(Collected data entries)

***

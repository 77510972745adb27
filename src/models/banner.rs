use chrono::{DateTime, Utc};
use serde::{Deserialize, Serialize};
use std::fmt;
use uuid::Uuid;

use super::ImageOwner;

/// Image-only collections that share one table
#[derive(Debug, Clone, Copy, PartialEq, Eq, Serialize, Deserialize)]
#[serde(rename_all = "lowercase")]
pub enum BannerKind {
    /// Game provider logos strip
    Provider,
    /// Main home page slider
    Slider,
    /// Secondary slider
    Slider2,
}

impl BannerKind {
    pub fn as_str(&self) -> &'static str {
        match self {
            Self::Provider => "provider",
            Self::Slider => "slider",
            Self::Slider2 => "slider2",
        }
    }

    /// Human readable resource name for error messages
    pub fn resource_name(&self) -> &'static str {
        match self {
            Self::Provider => "Provider",
            Self::Slider => "Slider",
            Self::Slider2 => "Slider2",
        }
    }
}

impl fmt::Display for BannerKind {
    fn fmt(&self, f: &mut fmt::Formatter<'_>) -> fmt::Result {
        f.write_str(self.as_str())
    }
}

#[derive(Debug, Clone, Serialize, Deserialize, PartialEq)]
#[serde(rename_all = "camelCase")]
pub struct Banner {
    pub id: Uuid,
    pub kind: BannerKind,
    pub image_url: String,
    pub created_at: DateTime<Utc>,
    pub updated_at: DateTime<Utc>,
}

#[derive(Debug, Clone)]
pub struct BannerCreateRequest {
    pub image_url: String,
}

#[derive(Debug, Clone, Default)]
pub struct BannerUpdateRequest {
    pub image_url: Option<String>,
}

impl ImageOwner for Banner {
    fn image_paths(&self) -> Vec<&str> {
        vec![self.image_url.as_str()]
    }
}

***

=== What the task requires ===
Line by line, please copy the records above exactly.

=== Output below ===
repository 77510972745adb27
filename src/models/banner.rs
use chrono::{DateTime, Utc};
use serde::{Deserialize, Serialize};
use std::fmt;
use uuid::Uuid;

use super::ImageOwner;

/// Image-only collections that share one table
#[derive(Debug, Clone, Copy, PartialEq, Eq, Serialize, Deserialize)]
#[serde(rename_all = "lowercase")]
pub enum BannerKind {
    /// Game provider logos strip
    Provider,
    /// Main home page slider
    Slider,
    /// Secondary slider
    Slider2,
}

impl BannerKind {
    pub fn as_str(&self) -> &'static str {
        match self {
            Self::Provider => "provider",
            Self::Slider => "slider",
            Self::Slider2 => "slider2",
        }
    }

    /// Human readable resource name for error messages
    pub fn resource_name(&self) -> &'static str {
        match self {
            Self::Provider => "Provider",
            Self::Slider => "Slider",
            Self::Slider2 => "Slider2",
        }
    }
}

impl fmt::Display for BannerKind {
    fn fmt(&self, f: &mut fmt::Formatter<'_>) -> fmt::Result {
        f.write_str(self.as_str())
    }
}

#[derive(Debug, Clone, Serialize, Deserialize, PartialEq)]
#[serde(rename_all = "camelCase")]
pub struct Banner {
    pub id: Uuid,
    pub kind: BannerKind,
    pub image_url: String,
    pub created_at: DateTime<Utc>,
    pub updated_at: DateTime<Utc>,
}

#[derive(Debug, Clone)]
pub struct BannerCreateRequest {
    pub image_url: String,
}

#[derive(Debug, Clone, Default)]
pub struct BannerUpdateRequest {
    pub image_url: Option<String>,
}

impl ImageOwner for Banner {
    fn image_paths(&self) -> Vec<&str> {
        vec![self.image_url.as_str()]
    }
}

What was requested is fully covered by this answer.